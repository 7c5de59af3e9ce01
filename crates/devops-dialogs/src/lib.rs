//! Command router and conversational dialogs for the DevOps bot.
//!
//! [`RootDialog`] receives every activity of a conversation. It welcomes new
//! members, resumes the dialog waiting for input, or resolves the message
//! text against a [`CommandRegistry`] and starts the matching [`Dialog`].
//! Dialogs talk to Azure DevOps through [`devops_client::VstsService`] and
//! reply through a [`Channel`].
//!
//! # Example
//!
//! ```no_run
//! use std::sync::Arc;
//! use devops_client::{HttpConnectionFactory, VstsService};
//! use devops_core::TracingTelemetry;
//! use devops_dialogs::{dialogs, ConversationState, MemoryChannel, RootDialog};
//! use devops_models::{Activity, ChannelAccount, ConversationRef};
//!
//! # async fn run() -> devops_dialogs::Result<()> {
//! let service = VstsService::new(Arc::new(HttpConnectionFactory::new()));
//! let registry = Arc::new(dialogs::default_registry(service, None));
//! let root = RootDialog::new(registry, Arc::new(TracingTelemetry), "https://example.com/eula");
//!
//! let channel = MemoryChannel::new();
//! let mut state = ConversationState::default();
//! let activity = Activity::message(
//!     ConversationRef::new("42"),
//!     ChannelAccount::new("user", "Ada"),
//!     ChannelAccount::new("bot", "devops-bot"),
//!     "help",
//! );
//! root.handle(&activity, &channel, &mut state).await?;
//! # Ok(())
//! # }
//! ```

pub mod cards;
pub mod channel;
pub mod context;
pub mod dialog;
pub mod dialogs;
pub mod error;
pub mod registry;
pub mod root;
pub mod state;
pub mod store;

pub use channel::{Channel, MemoryChannel};
pub use context::DialogContext;
pub use dialog::{Dialog, DialogOutcome};
pub use error::{DialogError, Result};
pub use registry::CommandRegistry;
pub use root::{RootDialog, MAX_RESOLUTION_PASSES};
pub use state::{ConversationState, DialogStep, SignIn};
pub use store::ConversationStore;
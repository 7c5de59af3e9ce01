//! Pending approvals.

use async_trait::async_trait;
use devops_client::VstsService;
use devops_models::{ApprovalStatus, Card, CardAction};

use super::{parse_action, project_scope, SIGN_IN_FIRST};
use crate::context::DialogContext;
use crate::dialog::{Dialog, DialogOutcome};
use crate::error::Result;
use crate::state::DialogStep;

/// `approvals`: lists the user's pending approvals, then approves or
/// rejects the one picked with a comment.
pub struct ApprovalsDialog {
    service: VstsService,
}

impl ApprovalsDialog {
    pub fn new(service: VstsService) -> Self {
        Self { service }
    }

    async fn decide(
        &self,
        ctx: &mut DialogContext<'_>,
        approval_id: i32,
        status: ApprovalStatus,
    ) -> Result<DialogOutcome> {
        let comment = ctx.text().to_string();
        if comment.is_empty() {
            return Ok(DialogOutcome::Unrecognized);
        }
        let Some(scope) = project_scope(ctx).await? else {
            return Ok(DialogOutcome::Handled);
        };

        let approval = self
            .service
            .change_approval_status(
                &scope.account,
                &scope.team_project,
                approval_id,
                status,
                &comment,
                &scope.token,
            )
            .await?;
        ctx.say(format!("{} is {}.", approval.summary(), approval.status))
            .await?;
        Ok(DialogOutcome::Handled)
    }
}

#[async_trait]
impl Dialog for ApprovalsDialog {
    fn name(&self) -> &str {
        "approvals"
    }

    async fn begin(&self, ctx: &mut DialogContext<'_>) -> Result<DialogOutcome> {
        let Some(scope) = project_scope(ctx).await? else {
            return Ok(DialogOutcome::Handled);
        };
        let Some(assignee) = ctx.state.profile().map(|p| p.id.clone()) else {
            ctx.say(SIGN_IN_FIRST).await?;
            return Ok(DialogOutcome::Handled);
        };

        let approvals = self
            .service
            .get_approvals(&scope.account, &scope.team_project, &assignee, &scope.token)
            .await?;
        if approvals.is_empty() {
            ctx.say("You have no pending approvals.").await?;
            return Ok(DialogOutcome::Handled);
        }

        let card = approvals.iter().fold(
            Card::new("Pending approvals").text("Approve or reject a deployment."),
            |card, approval| {
                let summary = approval.summary();
                card.action(CardAction::im_back(
                    format!("Approve {}", summary),
                    format!("approve {}", approval.id),
                ))
                .action(CardAction::im_back(
                    format!("Reject {}", summary),
                    format!("reject {}", approval.id),
                ))
            },
        );
        ctx.reply(card).await?;
        Ok(DialogOutcome::AwaitingInput)
    }

    async fn resume(&self, ctx: &mut DialogContext<'_>) -> Result<DialogOutcome> {
        if let Some(DialogStep::ApprovalComment {
            approval_id,
            status,
        }) = ctx.state.step
        {
            return self.decide(ctx, approval_id, status).await;
        }

        let (approval_id, status) = match parse_action(ctx.text()) {
            Some((verb, id)) if verb == "approve" => (id, ApprovalStatus::Approved),
            Some((verb, id)) if verb == "reject" => (id, ApprovalStatus::Rejected),
            _ => return Ok(DialogOutcome::Unrecognized),
        };

        ctx.state.step = Some(DialogStep::ApprovalComment {
            approval_id,
            status,
        });
        ctx.say(format!("Add a comment for approval {}.", approval_id))
            .await?;
        Ok(DialogOutcome::AwaitingInput)
    }
}

#[cfg(test)]
mod tests {
    use super::*;
    use crate::channel::MemoryChannel;
    use crate::dialogs::testing;
    use devops_client::{MockData, RemoteCall};
    use devops_models::{Approval, IdentityRef, ShallowReference};

    fn data() -> MockData {
        let mut approval = Approval::pending(5);
        approval.release = Some(ShallowReference::new(10, "Release-10"));
        approval.release_environment = Some(ShallowReference::new(2, "Production"));
        approval.approver = Some(IdentityRef {
            id: "me".into(),
            display_name: "Ada".into(),
        });
        MockData {
            approvals: vec![approval, Approval::pending(6)],
            ..Default::default()
        }
    }

    #[tokio::test]
    async fn test_lists_my_approvals() {
        let (service, factory) = testing::service(data());
        let dialog = ApprovalsDialog::new(service);
        let channel = MemoryChannel::new();
        let mut state = testing::in_project();
        let activity = testing::message("approvals");
        let mut ctx = DialogContext::new(&activity, &channel, &mut state);

        assert_eq!(dialog.begin(&mut ctx).await.unwrap(), DialogOutcome::AwaitingInput);

        let card = channel.replies()[0].as_card().cloned().unwrap();
        assert_eq!(
            card.actions,
            vec![
                CardAction::im_back("Approve Release-10 to Production", "approve 5"),
                CardAction::im_back("Reject Release-10 to Production", "reject 5"),
            ]
        );
        assert!(matches!(
            &factory.calls()[0],
            RemoteCall::ListApprovals { assignee, .. } if assignee == "me"
        ));
    }

    #[tokio::test]
    async fn test_reject_with_comment() {
        let (service, factory) = testing::service(data());
        let dialog = ApprovalsDialog::new(service);
        let channel = MemoryChannel::new();
        let mut state = testing::in_project();

        let activity = testing::message("reject 5");
        let mut ctx = DialogContext::new(&activity, &channel, &mut state);
        assert_eq!(dialog.resume(&mut ctx).await.unwrap(), DialogOutcome::AwaitingInput);
        assert_eq!(factory.opened(), 0);

        let activity = testing::message("tests are red");
        let mut ctx = DialogContext::new(&activity, &channel, &mut state);
        assert_eq!(dialog.resume(&mut ctx).await.unwrap(), DialogOutcome::Handled);

        let stored = factory.approval(5).unwrap();
        assert_eq!(stored.status, ApprovalStatus::Rejected);
        assert_eq!(stored.comments.as_deref(), Some("tests are red"));
        assert_eq!(
            channel.replies().last().and_then(|r| r.as_text().map(str::to_string)),
            Some("Release-10 to Production is rejected.".to_string())
        );
    }

    #[tokio::test]
    async fn test_no_pending_approvals() {
        let (service, _) = testing::service(MockData::default());
        let dialog = ApprovalsDialog::new(service);
        let channel = MemoryChannel::new();
        let mut state = testing::in_project();
        let activity = testing::message("approvals");
        let mut ctx = DialogContext::new(&activity, &channel, &mut state);

        assert_eq!(dialog.begin(&mut ctx).await.unwrap(), DialogOutcome::Handled);
        assert_eq!(channel.replies().len(), 1);
    }

    #[tokio::test]
    async fn test_unknown_text_is_unrecognized() {
        let (service, _) = testing::service(data());
        let dialog = ApprovalsDialog::new(service);
        let channel = MemoryChannel::new();
        let mut state = testing::in_project();
        let activity = testing::message("queue 5");
        let mut ctx = DialogContext::new(&activity, &channel, &mut state);

        assert_eq!(dialog.resume(&mut ctx).await.unwrap(), DialogOutcome::Unrecognized);
        assert!(state.step.is_none());
    }
}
################
**WORK TO COMPLETE**. Every line of the listing above that contains "user" is to be copied.

**REPLY**.
//!     ChannelAccount::new("user", "Ada"),
/// `approvals`: lists the user's pending approvals, then approves or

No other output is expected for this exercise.